How can police forces work with Kaspersky to mitigate threats?

There are many ways for police forces to work with Kaspersky to mitigate threats to their countries. We cooperate by working on national level cyberthreat monitoring initiatives, in delivering experts to expert security training to upskill the resources of police officers investigating cybercrimes, in building digital forensics labs and, of course, by sharing knowledge and expertise through INTERPOL. Cybercrime epidemics need to be addressed by enhancing local cyber capacity and expanding regional and international cooperation

What do Kaspersky see from a trend perspective regarding the current climate and the uncertain semi post pandemic environment?

We have seen that governments in the region are taking the lead in addressing numerous challenges.

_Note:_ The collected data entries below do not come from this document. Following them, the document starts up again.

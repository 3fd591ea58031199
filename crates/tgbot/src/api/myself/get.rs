//! Get information about the bot itself method `getMe`
//! [More info](https://core.telegram.org/bots/api#getme)
use crate::api::types::*;
bot_api_method! {
    method = "getMe",
    http_method = HTTPMethod::GET,
    request = RequestGetMe {
        required {},
        optional {}
    },
    response = User,
}

#[cfg(test)]
mod tests {
    use super::*;
    use serde_json::json;

    #[test]
    fn test_request_get_me_serialize() {
        let req = RequestGetMe::new(());
        let val = serde_json::to_value(&req).unwrap();
        assert_eq!(val, json!({}));
        assert_eq!(serde_url_params::to_string(&req).unwrap(), "");
    }

    #[test]
    fn test_request_get_me_is_get() {
        assert_eq!(RequestGetMe::HTTP_METHOD, HTTPMethod::GET);
    }

    #[test]
    fn test_response_get_me_deserialize() {
        let val = json!({
            "id": 12345,
            "is_bot": true,
            "first_name": "TestBot",
            "username": "test_bot"
        });
        let user: <RequestGetMe as BotRequest>::ResponseType =
            serde_json::from_value(val).unwrap();
        assert!(user.is_bot);
        assert_eq!(user.username.as_deref(), Some("test_bot"));
    }
}
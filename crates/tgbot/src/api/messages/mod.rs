pub mod copy;
pub mod delete;
pub mod edit_caption;
pub mod edit_live_location;
pub mod edit_media;
pub mod edit_reply_markup;
pub mod edit_text;
pub mod stop_live_location;

pub use copy::*;
pub use delete::*;
pub use edit_caption::*;
pub use edit_live_location::*;
pub use edit_media::*;
pub use edit_reply_markup::*;
pub use edit_text::*;
pub use stop_live_location::*;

In particular, the pandemic gave a boost to digitalisation – from home offices to health monitoring apps – and literally transformed most industries to become ever-reliant on digital technologies. However, this process has not been accompanied by corresponding investments into digital security, and I believe that addressing security challenges while embracing the benefits of digitalization is the next biggest challenge in cyberspace. That is why we have come up with our Cyber Immunity approach, which allows us to have the best of both worlds!

What are the threats you see for the cities of the future?

We are already living in cities where data is critical. It will become even more so in the coming decades, where data and algorithms will help us navigate our day-to-day lives. A threat to any such system in cities of the future – say, urban transportation or smart energy grids – may result in a crisis of unpredictable proportions. That is why maintaining the security and integrity of the myriad of connected devices, critical infrastructure and digital ecosystems is such a challenging – and interesting – task for Kaspersky!

Kaspersky Co-Founder and CEO, Eugene Kaspersky

Chosen to speak at the inaugural World Police Summit, Eugene Kaspersky will share insights on how to protect the digital space from cyber crimes and how to help law enforcement agencies mitigate future cyber threats.